An unusual feature of MM57499 is that shift lock and caps lock (curiously described as “shift loc” and “caps loc”, as if by confusion with block/bloc and sack/sac) are both reported to the host. A keypress of code 0xFE is transmitted when shift lock is enabled, and 0xFD is transmitted when shift lock is released (by pressing either shift lock or shift). Likewise, caps lock status is reported with the codes 0xFC and 0xFB. This allows the host to visually report the lock status, such as with in-key LEDs; in particular, the status of the lock keys can be transmitted back to the keyboard controller to provide local status to the operator. Processing of control and shift is performed internally regardless, i.e. pressing A outputs 0x61 (“a”) and pressing shift+A outputs 0x41 (“A”): reporting of lock key state is provided for convenience only.

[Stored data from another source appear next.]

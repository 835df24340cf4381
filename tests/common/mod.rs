#![allow(dead_code)]

use std::sync::Mutex;

use serde_json::{Map, Value};

use synth_upload::catalog::{CatalogClient, NewDataset, NewSample};
use synth_upload::domain::{DatasetId, Orcid, Sample, SampleId};
use synth_upload::error::SynthError;
use synth_upload::schema::SheetLayout;
use synth_upload::sheets::SheetMirror;

pub const NOW: &str = "2025-03-04T09:30:00-08:00";

pub fn owner() -> Orcid {
    "0000-0002-1825-0097".parse().unwrap()
}

pub fn rows(value: Value) -> Vec<Map<String, Value>> {
    match value {
        Value::Array(items) => items
            .into_iter()
            .map(|item| match item {
                Value::Object(map) => map,
                other => panic!("row is not an object: {other}"),
            })
            .collect(),
        other => panic!("rows are not an array: {other}"),
    }
}

#[derive(Debug, Clone)]
pub struct RecordedDataset {
    pub id: DatasetId,
    pub dataset: NewDataset,
    pub metadata: Value,
    pub keywords: Vec<String>,
}

#[derive(Default)]
pub struct CatalogState {
    pub samples: Vec<Sample>,
    pub links: Vec<(SampleId, SampleId)>,
    pub datasets: Vec<RecordedDataset>,
    pub dataset_links: Vec<(DatasetId, SampleId)>,
    pub get_calls: usize,
    pub list_calls: Vec<(String, Option<String>)>,
    pub fail_get: bool,
    pub reject_names: Vec<String>,
    pub reject_datasets_for: Vec<String>,
    next_id: usize,
}

/// In-memory catalog with exact-name search and configurable failures.
#[derive(Default)]
pub struct MockCatalog {
    pub state: Mutex<CatalogState>,
}

impl MockCatalog {
    pub fn seed(&self, name: &str, project: &str) -> SampleId {
        let mut state = self.state.lock().unwrap();
        state.next_id += 1;
        let id = SampleId::new(format!("seed-{:03}", state.next_id));
        state.samples.push(Sample {
            unique_id: id.clone(),
            name: name.to_string(),
            description: Some(format!("seeded {name}")),
            owner: None,
            project: Some(project.to_string()),
            batch_id: None,
            created_at: Some("2024-12-01T00:00:00+00:00".to_string()),
        });
        id
    }

    pub fn fail_id_lookups(&self) {
        self.state.lock().unwrap().fail_get = true;
    }

    pub fn reject_sample(&self, name: &str) {
        self.state.lock().unwrap().reject_names.push(name.to_string());
    }

    pub fn reject_dataset_for(&self, sample_name: &str) {
        self.state
            .lock()
            .unwrap()
            .reject_datasets_for
            .push(sample_name.to_string());
    }

    pub fn samples_named(&self, name: &str) -> Vec<Sample> {
        self.state
            .lock()
            .unwrap()
            .samples
            .iter()
            .filter(|s| s.name == name)
            .cloned()
            .collect()
    }
}

impl CatalogClient for MockCatalog {
    fn get_sample(&self, id: &str) -> Result<Option<Sample>, SynthError> {
        let mut state = self.state.lock().unwrap();
        state.get_calls += 1;
        if state.fail_get {
            return Err(SynthError::CatalogStatus {
                status: 500,
                message: "lookup unavailable".to_string(),
            });
        }
        Ok(state
            .samples
            .iter()
            .find(|s| s.unique_id.as_str() == id)
            .cloned())
    }

    fn list_samples(&self, name: &str, project: Option<&str>) -> Result<Vec<Sample>, SynthError> {
        let mut state = self.state.lock().unwrap();
        state
            .list_calls
            .push((name.to_string(), project.map(str::to_string)));
        Ok(state
            .samples
            .iter()
            .filter(|s| s.name == name)
            .filter(|s| project.is_none_or(|p| s.project.as_deref() == Some(p)))
            .cloned()
            .collect())
    }

    fn add_sample(&self, sample: &NewSample) -> Result<Sample, SynthError> {
        let mut state = self.state.lock().unwrap();
        if state.reject_names.contains(&sample.sample_name) {
            return Err(SynthError::CatalogStatus {
                status: 409,
                message: format!("sample name {} already exists", sample.sample_name),
            });
        }
        state.next_id += 1;
        let created = Sample {
            unique_id: SampleId::new(format!("smp-{:03}", state.next_id)),
            name: sample.sample_name.clone(),
            description: sample.description.clone(),
            owner: Some(sample.owner_orcid.clone()),
            project: Some(sample.project_id.clone()),
            batch_id: None,
            created_at: Some(sample.creation_date.clone()),
        };
        state.samples.push(created.clone());
        Ok(created)
    }

    fn link_samples(&self, parent: &SampleId, child: &SampleId) -> Result<(), SynthError> {
        let mut state = self.state.lock().unwrap();
        if !state.samples.iter().any(|s| &s.unique_id == parent) {
            return Err(SynthError::CatalogStatus {
                status: 404,
                message: format!("sample {parent} not found"),
            });
        }
        state.links.push((parent.clone(), child.clone()));
        Ok(())
    }

    fn create_dataset(
        &self,
        dataset: &NewDataset,
        metadata: &Value,
        keywords: &[String],
    ) -> Result<DatasetId, SynthError> {
        let mut state = self.state.lock().unwrap();
        let sample_name = metadata["sample_name"].as_str().unwrap_or_default();
        if state.reject_datasets_for.iter().any(|n| n == sample_name) {
            return Err(SynthError::CatalogStatus {
                status: 422,
                message: "dataset rejected".to_string(),
            });
        }
        state.next_id += 1;
        let id = DatasetId::new(format!("ds-{:03}", state.next_id));
        state.datasets.push(RecordedDataset {
            id: id.clone(),
            dataset: dataset.clone(),
            metadata: metadata.clone(),
            keywords: keywords.to_vec(),
        });
        Ok(id)
    }

    fn add_dataset_to_sample(
        &self,
        dataset: &DatasetId,
        sample: &SampleId,
    ) -> Result<(), SynthError> {
        self.state
            .lock()
            .unwrap()
            .dataset_links
            .push((dataset.clone(), sample.clone()));
        Ok(())
    }

    fn now(&self) -> String {
        NOW.to_string()
    }
}

#[derive(Default)]
pub struct MockMirror {
    pub rows: Mutex<Vec<(String, Vec<String>)>>,
    pub unavailable: bool,
}

impl MockMirror {
    pub fn unavailable() -> Self {
        Self {
            rows: Mutex::new(Vec::new()),
            unavailable: true,
        }
    }

    pub fn appended(&self) -> Vec<(String, Vec<String>)> {
        self.rows.lock().unwrap().clone()
    }
}

impl SheetMirror for MockMirror {
    fn append_row(&self, layout: &SheetLayout, values: &[String]) -> Result<(), SynthError> {
        if self.unavailable {
            return Err(SynthError::SheetsStatus {
                status: 503,
                message: "sheet unavailable".to_string(),
            });
        }
        self.rows
            .lock()
            .unwrap()
            .push((layout.sheet_name.to_string(), values.to_vec()));
        Ok(())
    }
}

The MM57499 also allows recording and playback of a single 14-character macro. Programming commences with control+escape and terminates with control+; upon which the string is transmitted to the computer. Further invocations of control+; will transmit the macro again. Just as with shift and caps lock status, start and finish of macro recording is reported to the host (with character codes of 0xFA and 0xF9 respectively). This allows the host to report on this status, such as with an LED or on-screen indication; the status display connected to the keyboard controller can also be used, so long as the status word is sent within 10 ms of the start of recording. It is not possible to program the macro without also transmitting it to the host immediately afterwards.
MM57499 was listed under IEEE’s Recent IC Annnouncements for June 1980, with a price of $6.15/piece for a lot of 100 ($19.35 in November 2020).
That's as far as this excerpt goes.